Elles ne cessent de se multiplier sur la toile. Sur YouTube, nombreuses sont les vidéos et chaînes dédiées à l’exploration urbaine. Un phénomène qui fait le bonheur des internautes en quête de sensations fortes mais qui dénaturerait la pratique de l’Urbex selon les puristes.

McSkyz, Jack’s Universe, Daftintin… Sur la plateforme, presque tous les youtubeurs-explorateurs ont un pseudo. Une question d’image mais aussi et surtout d’anonymat comme l’explique zeib qui tient à protéger son identité : “On me voit très peu dans mes vidéos d’ailleurs, la magie du montage aide beaucoup”, confie-t-elle.

La plupart de ces youtubeurs justifient leur démarche par le fait de pouvoir partager leurs expériences à des personnes qui n’auraient pas forcément le courage ou les moyens d’aller dans ces lieux. Mais ce qui est critiqué, c’est l’abus de titres racoleurs qui ne reflète pas la mentalité des urbexeurs : “Le problème est que 90% de ces vidéos sont faites sous l’angle de la peur […] Ça ne m’intéresse pas car quand on visite un lieu de jour avec des potes, c’est juste hyper calme, il fait beau on est tranquille et ça ne fait pas peur du tout”, déplore Timothy Hannem, urbexeur depuis près de 30 ans.

Autre reproche fait à leur encontre : le non respect des règles de l’Urbex comme la confidentialité des lieux : “Il n’y a souvent aucun montage. Ils filment simplement leur visite d’un manoir par exemple. Ils arrivent dans une pièce où il y a pleins de trucs par terre et ils filment de près les enveloppes où on voit le nom de la ville et tout ce qui permet de localiser le lieu”. De ces comportements résulte la médiatisation de spots qui attirent de nombreux curieux ne venant pas forcément visiter, “Certains viennent seulement pour dégrader ou voler. Ça c’est juste catastrophique”, poursuit “Tim”.

“Il y a forcément des personnes qui critiquent et qui disent qu’à cause de moi le lieu va tourner, que des gens vont s’y rendre et y voler des choses alors que je ne donne aucune indication”, se défend Raphaël, urbexeur et youtubeur depuis deux ans. Le jeune homme déplore que certains de ses camarades vidéastes ne préviennent pas leurs abonnés des dangers de l’Urbex : “Il y a beaucoup d’enfants sur YouTube et en vulgarisant la discipline ils donnent l’impression d’une activité qui s’apparente à un jeu. Mais ça ne l’est pas, il y a des risques.”

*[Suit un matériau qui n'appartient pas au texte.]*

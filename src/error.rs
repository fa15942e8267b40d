//! Error types for mBit control operations.

use thiserror::Error;

/// Result type alias for control operations.
pub type Result<T> = std::result::Result<T, ControlError>;

/// Error types for the control station.
#[derive(Error, Debug)]
pub enum ControlError {
    /// Serial port communication error
    #[error("Serial port error: {0}")]
    SerialPort(#[from] serialport::Error),

    /// General I/O error
    #[error("IO error: {0}")]
    Io(#[from] std::io::Error),

    /// A transmit was requested after the serial link was closed
    #[error("Serial link is closed")]
    LinkClosed,

    /// Step count entered by the user is not a non-negative integer
    #[error("Invalid step count {input:?}: expected a non-negative integer")]
    InvalidInput {
        /// The rejected user input
        input: String,
    },

    /// Persisted step factor is missing, non-numeric or non-positive
    #[error("Invalid step factor in {path}: {reason}")]
    InvalidFactor {
        /// Settings file that failed validation
        path: String,
        /// Why the value was rejected
        reason: String,
    },

    /// A peripheral run-loop or off one-shot failed to launch
    #[error("Failed to spawn {peripheral} process: {source}")]
    PeripheralSpawn {
        /// Which peripheral was being launched
        peripheral: &'static str,
        /// Underlying spawn error
        source: std::io::Error,
    },

    /// GPIO access error on the Raspberry Pi
    #[cfg(feature = "rpi-gpio")]
    #[error("GPIO error: {0}")]
    Gpio(#[from] rppal::gpio::Error),
}
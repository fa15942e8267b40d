//! Timed run-loops executed inside the peripheral processes.
//!
//! The traffic light cycles through four fixed phases, each driving both
//! signal heads atomically before holding; the platform light holds a
//! static "on" pattern. Both loops run until an external stop request
//! (the binary's SIGINT handler raising a flag) and leave every output low
//! on the way out. A forced kill bypasses that path entirely, which is why
//! the supervisor always follows a kill with the separate `off` one-shot.

use crate::constants::{
    GREEN_HOLD, MAIN_SIGNAL_PINS, PLATFORM_LIGHT_PIN, SIDE_SIGNAL_PINS, STOP_POLL_INTERVAL,
    YELLOW_HOLD,
};
use crate::error::Result;
use crate::fixture::OutputBank;
use std::sync::atomic::{AtomicBool, Ordering};
use std::thread;
use std::time::Duration;
use tracing::{debug, info};

/// What a single signal head shows. Exactly one lamp is lit per aspect.
#[derive(Debug, Clone, Copy, PartialEq, Eq)]
pub enum Aspect {
    Red,
    Yellow,
    Green,
}

impl Aspect {
    /// Lamp levels as (red, yellow, green).
    pub const fn lamp_levels(self) -> (bool, bool, bool) {
        match self {
            Aspect::Red => (true, false, false),
            Aspect::Yellow => (false, true, false),
            Aspect::Green => (false, false, true),
        }
    }
}

/// One phase of the traffic light cycle.
#[derive(Debug, Clone, Copy, PartialEq, Eq)]
pub enum TrafficPhase {
    /// Main green, side red — 8 s
    MainGreen,
    /// Main yellow, side red — 2 s
    MainYellow,
    /// Main red, side green — 8 s
    SideGreen,
    /// Main red, side yellow — 2 s
    SideYellow,
}

impl TrafficPhase {
    /// Phase the cycle starts from.
    pub const fn first() -> Self {
        TrafficPhase::MainGreen
    }

    /// Next phase in the cycle.
    pub const fn next(self) -> Self {
        match self {
            TrafficPhase::MainGreen => TrafficPhase::MainYellow,
            TrafficPhase::MainYellow => TrafficPhase::SideGreen,
            TrafficPhase::SideGreen => TrafficPhase::SideYellow,
            TrafficPhase::SideYellow => TrafficPhase::MainGreen,
        }
    }

    /// How long the phase holds before advancing.
    pub const fn hold(self) -> Duration {
        match self {
            TrafficPhase::MainGreen | TrafficPhase::SideGreen => GREEN_HOLD,
            TrafficPhase::MainYellow | TrafficPhase::SideYellow => YELLOW_HOLD,
        }
    }

    /// Aspects shown by (main head, side head) during the phase.
    pub const fn aspects(self) -> (Aspect, Aspect) {
        match self {
            TrafficPhase::MainGreen => (Aspect::Green, Aspect::Red),
            TrafficPhase::MainYellow => (Aspect::Yellow, Aspect::Red),
            TrafficPhase::SideGreen => (Aspect::Red, Aspect::Green),
            TrafficPhase::SideYellow => (Aspect::Red, Aspect::Yellow),
        }
    }

    /// Full six-channel output vector for the phase, main head first.
    pub fn output_vector(self) -> [(u8, bool); 6] {
        let (main, side) = self.aspects();
        let (m_red, m_yellow, m_green) = main.lamp_levels();
        let (s_red, s_yellow, s_green) = side.lamp_levels();
        [
            (MAIN_SIGNAL_PINS.0, m_red),
            (MAIN_SIGNAL_PINS.1, m_yellow),
            (MAIN_SIGNAL_PINS.2, m_green),
            (SIDE_SIGNAL_PINS.0, s_red),
            (SIDE_SIGNAL_PINS.1, s_yellow),
            (SIDE_SIGNAL_PINS.2, s_green),
        ]
    }
}

/// The traffic light state machine.
pub struct TrafficSequencer<B: OutputBank> {
    bank: B,
    phase: TrafficPhase,
}

impl<B: OutputBank> TrafficSequencer<B> {
    pub fn new(bank: B) -> Self {
        TrafficSequencer { bank, phase: TrafficPhase::first() }
    }

    /// Current phase.
    pub fn phase(&self) -> TrafficPhase {
        self.phase
    }

    /// Write the current phase's output vector to the fixture.
    pub fn apply(&mut self) -> Result<()> {
        debug!(phase = ?self.phase, "applying phase outputs");
        self.bank.write(&self.phase.output_vector())
    }

    /// Advance to the next phase without touching the fixture.
    pub fn advance(&mut self) {
        self.phase = self.phase.next();
    }

    /// Cycle forever until `stop` is raised, then turn everything off.
    ///
    /// Each iteration sets the full output vector before sleeping for the
    /// phase hold, so the two heads never show a mixed state.
    pub fn run(&mut self, stop: &AtomicBool) -> Result<()> {
        info!("traffic light sequencer running");
        while !stop.load(Ordering::SeqCst) {
            self.apply()?;
            if !hold(stop, self.phase.hold()) {
                break;
            }
            self.advance();
        }
        info!("traffic light sequencer stopping, all outputs low");
        self.bank.all_off()
    }

    /// Access the fixture, used by the `off` entry point and by tests.
    pub fn bank_mut(&mut self) -> &mut B {
        &mut self.bank
    }
}

/// The platform LED strip: a static "on" pattern until stopped.
pub struct PlatformLight<B: OutputBank> {
    bank: B,
}

impl<B: OutputBank> PlatformLight<B> {
    pub fn new(bank: B) -> Self {
        PlatformLight { bank }
    }

    /// Turn the strip on and park until `stop` is raised, then turn it off.
    pub fn run(&mut self, stop: &AtomicBool) -> Result<()> {
        info!("platform light on");
        self.bank.write(&[(PLATFORM_LIGHT_PIN, true)])?;
        while !stop.load(Ordering::SeqCst) {
            thread::sleep(STOP_POLL_INTERVAL);
        }
        info!("platform light stopping, output low");
        self.bank.all_off()
    }

    pub fn bank_mut(&mut self) -> &mut B {
        &mut self.bank
    }
}

/// Sleep `total` in short slices, polling the stop flag.
/// Returns false when the sleep was cut short by a stop request.
fn hold(stop: &AtomicBool, total: Duration) -> bool {
    let mut remaining = total;
    while !remaining.is_zero() {
        if stop.load(Ordering::SeqCst) {
            return false;
        }
        let slice = remaining.min(STOP_POLL_INTERVAL);
        thread::sleep(slice);
        remaining -= slice;
    }
    !stop.load(Ordering::SeqCst)
}
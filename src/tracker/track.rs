//! Single tracked identity with Kalman state and appearance gallery.

use std::collections::VecDeque;

use ndarray::{Array1, Array2};

use crate::tracker::kalman_filter::KalmanFilter;
use crate::tracker::matching::Detection;
use crate::tracker::rect::Rect;
use crate::tracker::track_state::TrackState;

/// A persistent hypothesis for one physical object.
///
/// State space is `(cx, cy, aspect, height)` plus velocities, filtered by
/// the shared [`KalmanFilter`]. A bounded gallery of recent appearance
/// embeddings keeps re-identification robust to single-frame noise.
#[derive(Debug, Clone)]
pub struct Track {
    track_id: u64,
    state: TrackState,
    mean: Array1<f64>,
    covariance: Array2<f64>,
    gallery: VecDeque<Array1<f32>>,
    hits: u32,
    age: u32,
    time_since_update: u32,
    n_init: u32,
    max_age: u32,
    gallery_budget: usize,
}

impl Track {
    #[allow(clippy::too_many_arguments)]
    pub(crate) fn new(
        mean: Array1<f64>,
        covariance: Array2<f64>,
        track_id: u64,
        n_init: u32,
        max_age: u32,
        gallery_budget: usize,
        feature: Option<Array1<f32>>,
    ) -> Self {
        let mut gallery = VecDeque::new();
        if let Some(feature) = feature {
            gallery.push_back(feature);
        }
        Self {
            track_id,
            state: TrackState::Tentative,
            mean,
            covariance,
            gallery,
            hits: 1,
            age: 1,
            time_since_update: 0,
            n_init,
            max_age,
            gallery_budget,
        }
    }

    /// Unique identity, never reassigned within a tracker instance.
    #[inline]
    pub fn track_id(&self) -> u64 {
        self.track_id
    }

    #[inline]
    pub fn state(&self) -> TrackState {
        self.state
    }

    /// Successful matches accumulated so far.
    #[inline]
    pub fn hits(&self) -> u32 {
        self.hits
    }

    /// Frames since creation.
    #[inline]
    pub fn age(&self) -> u32 {
        self.age
    }

    /// Frames since the last successful match.
    #[inline]
    pub fn time_since_update(&self) -> u32 {
        self.time_since_update
    }

    /// Current estimated bounding box in TLWH format.
    #[inline]
    pub fn bbox(&self) -> Rect {
        Rect::from_xyah(
            self.mean[0] as f32,
            self.mean[1] as f32,
            self.mean[2] as f32,
            self.mean[3] as f32,
        )
    }

    #[inline]
    pub(crate) fn mean(&self) -> &Array1<f64> {
        &self.mean
    }

    #[inline]
    pub(crate) fn covariance(&self) -> &Array2<f64> {
        &self.covariance
    }

    /// Recent appearance embeddings, oldest first.
    pub(crate) fn gallery(&self) -> impl Iterator<Item = &Array1<f32>> {
        self.gallery.iter()
    }

    #[inline]
    pub fn is_tentative(&self) -> bool {
        self.state == TrackState::Tentative
    }

    #[inline]
    pub fn is_confirmed(&self) -> bool {
        self.state == TrackState::Confirmed
    }

    #[inline]
    pub fn is_deleted(&self) -> bool {
        self.state == TrackState::Deleted
    }

    /// Advance the state one time step. Runs every frame for every live
    /// track, so unobserved tracks keep drifting under their own velocity.
    pub(crate) fn predict(&mut self, kf: &KalmanFilter) {
        let (mean, covariance) = kf.predict(&self.mean, &self.covariance);
        self.mean = mean;
        self.covariance = covariance;
        self.age += 1;
        self.time_since_update += 1;
    }

    /// Fold a matched detection into the state and the gallery.
    pub(crate) fn update(&mut self, kf: &KalmanFilter, detection: &Detection) {
        let xyah = detection.bbox.to_xyah();
        let measurement = [
            xyah[0] as f64,
            xyah[1] as f64,
            xyah[2] as f64,
            xyah[3] as f64,
        ];
        let (mean, covariance) = kf.update(&self.mean, &self.covariance, measurement);
        self.mean = mean;
        self.covariance = covariance;

        if let Some(feature) = &detection.feature {
            if self.gallery.len() == self.gallery_budget {
                self.gallery.pop_front();
            }
            self.gallery.push_back(feature.clone());
        }

        self.hits += 1;
        self.time_since_update = 0;

        if self.state == TrackState::Tentative && self.hits >= self.n_init {
            self.state = TrackState::Confirmed;
        }
    }

    /// Record a miss. Tentative tracks die immediately; confirmed tracks
    /// die once unobserved for longer than `max_age`.
    pub(crate) fn mark_missed(&mut self) {
        if self.state == TrackState::Tentative {
            self.state = TrackState::Deleted;
        } else if self.time_since_update > self.max_age {
            self.state = TrackState::Deleted;
        }
    }
}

A cela s’ajoute préparation, tournage et post-production des vidéos. Un travail conséquent pour ces youtubeurs, mais un fardeau plus qu’autre chose pour Anoushka : “Je ne vois pas trop l’intérêt d’avoir une chaîne YouTube, ça gâche un peu la visite car ils se sentent obligés de parler et de commenter tout ce qu’ils voient. Même la photo parfois je me dis que ça gâche le moment présent.”

Hugues Garnier

Timothy Hannem, l’urbexeur qui remue le passé

La Maison d'Enfants de l'Avenir Social (Orgemont, Essonne), aussi connue sous le nom de "L'Orphelinat Sans Avenir" / © glauqueland.com
La Maison d’Enfants de l’Avenir Social (Orgemont, Essonne), aussi connue sous le nom de « L’Orphelinat Sans Avenir » / © glauqueland.com

C’est con, mais tu te sens un peu utile”. C’est en ces mots que Timothy Hannem résume son plus beau fait d’armes. Tout commence en 2007. “Tim” est un passionné d’Urbex, et raconte toutes ses explorations en dessins, photos, vidéos et textes sur ses différents blogs. À cette époque, il reçoit un mail dévoilant l’existence d’un orphelinat abandonné : la Maison d’Enfants de l’Avenir Social, à Orgemont (Essonne). Aucune information n’existe sur cet endroit. Après plusieurs repérages, “Tim” adapte ses explorations sur place en une petite BD à l’été 2008. Mais cette fois-ci, l’homme prend soin de bien mentionner le nom du lieu. Il a une idée derrière la tête : “Comme ça, d’anciens pensionnaires pouvaient facilement retrouver le lieu sur Internet et commenter ma note”. Et ça marche. Deux semaines après, plusieurs anciens résidents réagissent aux petits dessins de “Tim”. Le blogueur assiste virtuellement à des retrouvailles vingt ans plus tard. “C’était assez émouvant”, confie-t-il. Printemps 2011, le dessinateur reçoit un mail d’un homme de 35 ans. “Il m’explique qu’il avait sept/huit ans lorsque l’orphelinat a fermé”, détaille “Tim”. « Il m’a proposé de le rencontrer sur place pour tout me raconter”. Avec trois autres anciens pensionnaires, l’homme fait revivre au blogueur cette nuit de janvier 88, où des membres de la CGT ont mis tout le monde à la porte. Une histoire de conflit du travail qui aboutit à cette tragédie et à l’abandon du domaine. En divulguant l’adresse, “Tim” a violé un règle fondamentale de l’Urbex. Sans regrets.

Sébastien Rouet

3 questions à… Thomas Bys, infirmier-urgentiste et “nurbexeur”

 

© Thomas Bys
Pouvez-vous définir ce qu’est le “nurbex” ?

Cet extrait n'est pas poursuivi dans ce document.